ENTRIES SHOWN:
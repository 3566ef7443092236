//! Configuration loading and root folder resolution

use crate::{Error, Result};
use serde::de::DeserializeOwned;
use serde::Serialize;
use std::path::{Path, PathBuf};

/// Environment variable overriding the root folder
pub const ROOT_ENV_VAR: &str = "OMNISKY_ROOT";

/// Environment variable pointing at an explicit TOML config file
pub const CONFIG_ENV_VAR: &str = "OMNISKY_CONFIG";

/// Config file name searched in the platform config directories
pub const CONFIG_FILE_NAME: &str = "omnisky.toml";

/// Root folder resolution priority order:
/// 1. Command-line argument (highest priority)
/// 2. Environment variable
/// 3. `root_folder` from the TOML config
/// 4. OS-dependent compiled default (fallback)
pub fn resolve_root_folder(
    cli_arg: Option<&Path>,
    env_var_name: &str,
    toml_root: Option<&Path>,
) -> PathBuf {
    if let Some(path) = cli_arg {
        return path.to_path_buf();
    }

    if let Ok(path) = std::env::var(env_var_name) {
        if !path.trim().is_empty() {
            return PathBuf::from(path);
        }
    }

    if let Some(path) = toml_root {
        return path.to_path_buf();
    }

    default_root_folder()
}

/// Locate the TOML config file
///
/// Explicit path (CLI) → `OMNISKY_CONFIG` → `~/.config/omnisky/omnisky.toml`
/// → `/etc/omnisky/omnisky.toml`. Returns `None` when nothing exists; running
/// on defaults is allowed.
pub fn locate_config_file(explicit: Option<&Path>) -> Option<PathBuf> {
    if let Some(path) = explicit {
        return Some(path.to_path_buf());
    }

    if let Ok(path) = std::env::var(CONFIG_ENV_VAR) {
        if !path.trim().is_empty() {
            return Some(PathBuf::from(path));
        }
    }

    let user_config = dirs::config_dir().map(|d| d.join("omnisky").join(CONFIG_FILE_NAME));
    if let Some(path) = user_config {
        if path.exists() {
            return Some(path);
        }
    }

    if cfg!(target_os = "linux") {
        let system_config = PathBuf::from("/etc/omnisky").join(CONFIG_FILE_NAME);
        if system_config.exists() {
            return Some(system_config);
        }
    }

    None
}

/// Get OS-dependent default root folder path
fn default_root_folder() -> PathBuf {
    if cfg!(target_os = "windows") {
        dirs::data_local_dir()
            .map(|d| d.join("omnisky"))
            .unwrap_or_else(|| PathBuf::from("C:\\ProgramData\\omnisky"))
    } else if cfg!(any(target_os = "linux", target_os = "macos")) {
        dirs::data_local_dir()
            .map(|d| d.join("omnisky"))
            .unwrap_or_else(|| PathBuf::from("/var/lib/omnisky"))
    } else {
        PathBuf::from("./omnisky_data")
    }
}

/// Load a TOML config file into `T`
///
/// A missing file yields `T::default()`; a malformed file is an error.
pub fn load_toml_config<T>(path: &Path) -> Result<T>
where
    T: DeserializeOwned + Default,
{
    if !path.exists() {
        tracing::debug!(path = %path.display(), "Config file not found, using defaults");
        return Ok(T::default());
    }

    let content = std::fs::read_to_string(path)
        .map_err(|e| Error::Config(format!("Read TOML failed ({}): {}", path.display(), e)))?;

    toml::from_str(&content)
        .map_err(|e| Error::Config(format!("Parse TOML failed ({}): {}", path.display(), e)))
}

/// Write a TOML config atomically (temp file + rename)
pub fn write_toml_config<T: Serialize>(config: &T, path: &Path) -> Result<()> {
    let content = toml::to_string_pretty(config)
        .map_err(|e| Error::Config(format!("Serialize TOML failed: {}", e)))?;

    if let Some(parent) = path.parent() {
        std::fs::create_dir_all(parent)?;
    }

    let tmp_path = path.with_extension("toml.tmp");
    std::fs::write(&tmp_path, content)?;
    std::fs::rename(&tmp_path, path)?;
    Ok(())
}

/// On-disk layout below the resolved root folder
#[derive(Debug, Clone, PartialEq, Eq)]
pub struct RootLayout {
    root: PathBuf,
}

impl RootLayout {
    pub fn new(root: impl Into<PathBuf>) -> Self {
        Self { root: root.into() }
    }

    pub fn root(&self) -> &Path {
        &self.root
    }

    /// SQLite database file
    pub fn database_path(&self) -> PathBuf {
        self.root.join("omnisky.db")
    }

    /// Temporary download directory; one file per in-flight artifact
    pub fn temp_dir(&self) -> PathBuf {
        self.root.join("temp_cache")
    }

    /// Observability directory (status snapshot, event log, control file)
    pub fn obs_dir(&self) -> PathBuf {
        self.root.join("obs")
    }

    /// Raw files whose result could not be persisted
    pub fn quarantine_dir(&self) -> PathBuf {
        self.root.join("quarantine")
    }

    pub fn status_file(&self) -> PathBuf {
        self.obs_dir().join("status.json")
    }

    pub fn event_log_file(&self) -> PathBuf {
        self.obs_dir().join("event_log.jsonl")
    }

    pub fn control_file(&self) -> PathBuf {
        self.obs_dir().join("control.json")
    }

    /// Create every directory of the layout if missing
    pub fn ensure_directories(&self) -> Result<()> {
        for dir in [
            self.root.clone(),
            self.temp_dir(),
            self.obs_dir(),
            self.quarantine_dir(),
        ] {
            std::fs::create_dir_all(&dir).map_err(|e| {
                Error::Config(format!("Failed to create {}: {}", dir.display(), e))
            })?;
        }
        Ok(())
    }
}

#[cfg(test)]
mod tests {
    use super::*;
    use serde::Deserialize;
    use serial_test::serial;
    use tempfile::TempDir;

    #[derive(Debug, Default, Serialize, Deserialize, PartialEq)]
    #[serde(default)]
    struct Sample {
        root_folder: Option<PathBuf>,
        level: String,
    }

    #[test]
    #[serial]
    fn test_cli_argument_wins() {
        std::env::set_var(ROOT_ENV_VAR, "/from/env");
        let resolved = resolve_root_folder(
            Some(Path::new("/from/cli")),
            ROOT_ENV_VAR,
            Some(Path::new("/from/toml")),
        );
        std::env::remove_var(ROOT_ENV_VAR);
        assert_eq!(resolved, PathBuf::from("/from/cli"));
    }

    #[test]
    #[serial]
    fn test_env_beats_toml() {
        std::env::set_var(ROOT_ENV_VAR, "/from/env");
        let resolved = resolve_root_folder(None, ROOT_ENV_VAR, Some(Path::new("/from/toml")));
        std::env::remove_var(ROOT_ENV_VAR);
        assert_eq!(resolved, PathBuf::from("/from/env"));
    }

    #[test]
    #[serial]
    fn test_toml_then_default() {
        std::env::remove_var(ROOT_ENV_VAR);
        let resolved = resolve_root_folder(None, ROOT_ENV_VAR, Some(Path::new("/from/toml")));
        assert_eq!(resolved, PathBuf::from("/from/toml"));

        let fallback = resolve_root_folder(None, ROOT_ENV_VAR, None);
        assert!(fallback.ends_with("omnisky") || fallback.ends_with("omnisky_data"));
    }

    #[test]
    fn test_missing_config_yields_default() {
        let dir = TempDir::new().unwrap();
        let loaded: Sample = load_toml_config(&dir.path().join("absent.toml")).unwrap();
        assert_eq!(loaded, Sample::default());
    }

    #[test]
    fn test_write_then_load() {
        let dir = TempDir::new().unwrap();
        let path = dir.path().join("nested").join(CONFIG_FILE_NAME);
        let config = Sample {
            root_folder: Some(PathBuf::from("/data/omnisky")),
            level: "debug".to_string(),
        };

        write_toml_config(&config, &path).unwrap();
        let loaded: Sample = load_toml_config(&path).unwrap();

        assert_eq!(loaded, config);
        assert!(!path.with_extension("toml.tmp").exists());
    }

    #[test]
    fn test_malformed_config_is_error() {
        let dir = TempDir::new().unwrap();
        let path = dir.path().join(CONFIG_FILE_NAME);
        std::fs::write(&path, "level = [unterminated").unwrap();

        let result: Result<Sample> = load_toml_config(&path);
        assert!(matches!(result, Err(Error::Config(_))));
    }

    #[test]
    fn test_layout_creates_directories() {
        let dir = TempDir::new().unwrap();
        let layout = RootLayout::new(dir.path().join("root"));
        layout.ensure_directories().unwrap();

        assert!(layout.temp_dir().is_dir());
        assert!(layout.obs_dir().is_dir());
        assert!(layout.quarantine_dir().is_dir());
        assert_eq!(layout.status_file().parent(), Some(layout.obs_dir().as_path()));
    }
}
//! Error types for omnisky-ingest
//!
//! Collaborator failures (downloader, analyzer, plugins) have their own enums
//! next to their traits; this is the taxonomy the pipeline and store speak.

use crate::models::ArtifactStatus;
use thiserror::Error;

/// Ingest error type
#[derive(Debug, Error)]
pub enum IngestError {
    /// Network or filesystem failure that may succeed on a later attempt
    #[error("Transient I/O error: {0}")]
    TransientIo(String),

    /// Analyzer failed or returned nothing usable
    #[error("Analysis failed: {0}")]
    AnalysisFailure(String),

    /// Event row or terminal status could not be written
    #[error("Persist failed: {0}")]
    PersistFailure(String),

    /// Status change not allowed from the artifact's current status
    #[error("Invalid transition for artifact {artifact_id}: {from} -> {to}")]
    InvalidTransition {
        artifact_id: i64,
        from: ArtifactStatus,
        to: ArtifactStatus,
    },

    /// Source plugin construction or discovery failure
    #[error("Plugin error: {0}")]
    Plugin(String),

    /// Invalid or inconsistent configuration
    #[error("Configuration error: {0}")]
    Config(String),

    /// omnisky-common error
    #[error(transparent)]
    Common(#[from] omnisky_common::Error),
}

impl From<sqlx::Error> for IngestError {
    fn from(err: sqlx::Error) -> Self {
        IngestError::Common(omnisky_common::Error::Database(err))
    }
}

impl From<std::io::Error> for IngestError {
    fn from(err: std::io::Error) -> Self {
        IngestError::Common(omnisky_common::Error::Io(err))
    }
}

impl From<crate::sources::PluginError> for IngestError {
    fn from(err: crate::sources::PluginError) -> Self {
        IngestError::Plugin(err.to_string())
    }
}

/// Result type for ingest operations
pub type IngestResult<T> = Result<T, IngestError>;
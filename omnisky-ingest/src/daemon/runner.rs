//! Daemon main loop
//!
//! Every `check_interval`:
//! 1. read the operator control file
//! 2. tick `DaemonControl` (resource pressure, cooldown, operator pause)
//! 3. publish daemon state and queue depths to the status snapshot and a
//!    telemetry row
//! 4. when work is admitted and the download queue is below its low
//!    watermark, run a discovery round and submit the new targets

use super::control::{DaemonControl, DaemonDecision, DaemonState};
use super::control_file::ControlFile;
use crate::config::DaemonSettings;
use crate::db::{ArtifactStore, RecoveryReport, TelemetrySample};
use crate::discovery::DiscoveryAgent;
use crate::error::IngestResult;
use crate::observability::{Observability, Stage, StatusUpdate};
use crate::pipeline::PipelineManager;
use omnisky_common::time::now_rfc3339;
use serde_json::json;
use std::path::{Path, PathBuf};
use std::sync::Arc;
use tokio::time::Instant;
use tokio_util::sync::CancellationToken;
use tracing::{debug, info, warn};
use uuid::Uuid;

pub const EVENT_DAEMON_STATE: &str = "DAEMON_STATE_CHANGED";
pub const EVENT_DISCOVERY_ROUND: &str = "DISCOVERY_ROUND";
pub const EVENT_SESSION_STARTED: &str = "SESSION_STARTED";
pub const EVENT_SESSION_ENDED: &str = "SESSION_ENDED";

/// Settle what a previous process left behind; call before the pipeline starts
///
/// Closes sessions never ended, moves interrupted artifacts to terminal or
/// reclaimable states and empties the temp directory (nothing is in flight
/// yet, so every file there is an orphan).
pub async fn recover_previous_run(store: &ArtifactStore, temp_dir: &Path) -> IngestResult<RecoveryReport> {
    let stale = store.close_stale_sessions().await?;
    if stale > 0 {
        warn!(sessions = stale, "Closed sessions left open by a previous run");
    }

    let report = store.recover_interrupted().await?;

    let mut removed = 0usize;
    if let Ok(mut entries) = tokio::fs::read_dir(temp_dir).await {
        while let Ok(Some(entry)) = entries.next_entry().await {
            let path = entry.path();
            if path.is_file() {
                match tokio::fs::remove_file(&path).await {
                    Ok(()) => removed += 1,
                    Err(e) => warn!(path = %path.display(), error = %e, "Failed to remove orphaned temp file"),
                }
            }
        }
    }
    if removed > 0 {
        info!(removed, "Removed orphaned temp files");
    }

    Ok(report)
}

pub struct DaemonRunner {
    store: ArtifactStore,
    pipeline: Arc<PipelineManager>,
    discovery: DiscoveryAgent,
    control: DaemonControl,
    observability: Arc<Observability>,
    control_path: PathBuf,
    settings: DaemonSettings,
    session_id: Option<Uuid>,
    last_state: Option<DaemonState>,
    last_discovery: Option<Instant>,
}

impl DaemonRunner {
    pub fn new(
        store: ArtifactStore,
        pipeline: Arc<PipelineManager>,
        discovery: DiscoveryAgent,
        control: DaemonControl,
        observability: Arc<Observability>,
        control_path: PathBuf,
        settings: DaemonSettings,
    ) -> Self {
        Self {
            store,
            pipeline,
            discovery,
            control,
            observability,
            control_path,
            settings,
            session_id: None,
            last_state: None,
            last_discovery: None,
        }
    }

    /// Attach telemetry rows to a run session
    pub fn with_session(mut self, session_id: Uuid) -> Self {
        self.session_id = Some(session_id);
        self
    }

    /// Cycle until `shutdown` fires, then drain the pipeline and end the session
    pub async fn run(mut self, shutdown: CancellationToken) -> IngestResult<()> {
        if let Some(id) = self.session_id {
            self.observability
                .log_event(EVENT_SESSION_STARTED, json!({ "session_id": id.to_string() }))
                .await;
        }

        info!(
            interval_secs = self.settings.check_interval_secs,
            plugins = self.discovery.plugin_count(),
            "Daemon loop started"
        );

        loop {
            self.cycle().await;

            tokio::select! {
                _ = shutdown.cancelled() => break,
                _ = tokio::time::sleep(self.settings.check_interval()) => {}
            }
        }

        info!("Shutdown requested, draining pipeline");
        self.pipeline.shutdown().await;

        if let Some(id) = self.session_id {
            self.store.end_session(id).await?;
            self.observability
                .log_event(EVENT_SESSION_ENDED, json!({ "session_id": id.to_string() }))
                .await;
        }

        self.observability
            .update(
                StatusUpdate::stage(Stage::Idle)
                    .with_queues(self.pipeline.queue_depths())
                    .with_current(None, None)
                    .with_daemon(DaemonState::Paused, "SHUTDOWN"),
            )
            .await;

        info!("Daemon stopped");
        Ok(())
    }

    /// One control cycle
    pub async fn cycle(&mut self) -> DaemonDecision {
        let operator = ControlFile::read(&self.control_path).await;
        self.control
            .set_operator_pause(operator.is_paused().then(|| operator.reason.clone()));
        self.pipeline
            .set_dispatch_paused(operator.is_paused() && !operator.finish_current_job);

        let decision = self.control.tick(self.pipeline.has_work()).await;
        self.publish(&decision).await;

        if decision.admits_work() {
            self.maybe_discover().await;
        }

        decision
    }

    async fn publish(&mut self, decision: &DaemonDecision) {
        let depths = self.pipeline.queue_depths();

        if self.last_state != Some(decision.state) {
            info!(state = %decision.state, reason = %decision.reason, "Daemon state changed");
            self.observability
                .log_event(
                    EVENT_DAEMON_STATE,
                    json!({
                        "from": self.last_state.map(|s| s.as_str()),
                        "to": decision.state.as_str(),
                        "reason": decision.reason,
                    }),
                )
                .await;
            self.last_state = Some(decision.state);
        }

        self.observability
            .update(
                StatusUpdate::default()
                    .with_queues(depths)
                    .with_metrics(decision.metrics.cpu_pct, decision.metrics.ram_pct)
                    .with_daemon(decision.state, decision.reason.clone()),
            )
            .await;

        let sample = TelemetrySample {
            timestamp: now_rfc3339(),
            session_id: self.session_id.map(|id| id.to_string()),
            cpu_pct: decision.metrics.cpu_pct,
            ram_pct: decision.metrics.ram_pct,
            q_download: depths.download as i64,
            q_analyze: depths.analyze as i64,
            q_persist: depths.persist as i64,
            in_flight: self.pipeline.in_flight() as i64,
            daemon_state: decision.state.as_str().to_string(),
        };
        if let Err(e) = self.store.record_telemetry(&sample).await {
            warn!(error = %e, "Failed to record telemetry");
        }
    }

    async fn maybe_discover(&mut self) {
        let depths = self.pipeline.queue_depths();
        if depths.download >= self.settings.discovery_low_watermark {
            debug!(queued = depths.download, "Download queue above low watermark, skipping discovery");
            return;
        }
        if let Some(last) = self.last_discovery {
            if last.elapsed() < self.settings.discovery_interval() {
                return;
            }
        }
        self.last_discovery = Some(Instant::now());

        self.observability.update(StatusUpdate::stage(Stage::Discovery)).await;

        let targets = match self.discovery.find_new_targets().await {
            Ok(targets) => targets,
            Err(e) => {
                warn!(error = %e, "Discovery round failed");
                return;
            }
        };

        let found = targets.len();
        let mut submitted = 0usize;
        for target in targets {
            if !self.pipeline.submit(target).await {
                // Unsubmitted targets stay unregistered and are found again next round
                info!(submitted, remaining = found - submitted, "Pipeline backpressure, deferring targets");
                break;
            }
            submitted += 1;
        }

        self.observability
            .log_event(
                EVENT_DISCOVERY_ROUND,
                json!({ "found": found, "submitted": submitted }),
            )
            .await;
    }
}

REQUIREMENT: Output, please, only the lines running from the start of the entries through the line that contains "the root folder", including both of those lines.

ANSWER FOR THIS EXERCISE:
repository 3566ef7443092236
//! Configuration loading and root folder resolution

use crate::{Error, Result};
use serde::de::DeserializeOwned;
use serde::Serialize;
use std::path::{Path, PathBuf};

/// Environment variable overriding the root folder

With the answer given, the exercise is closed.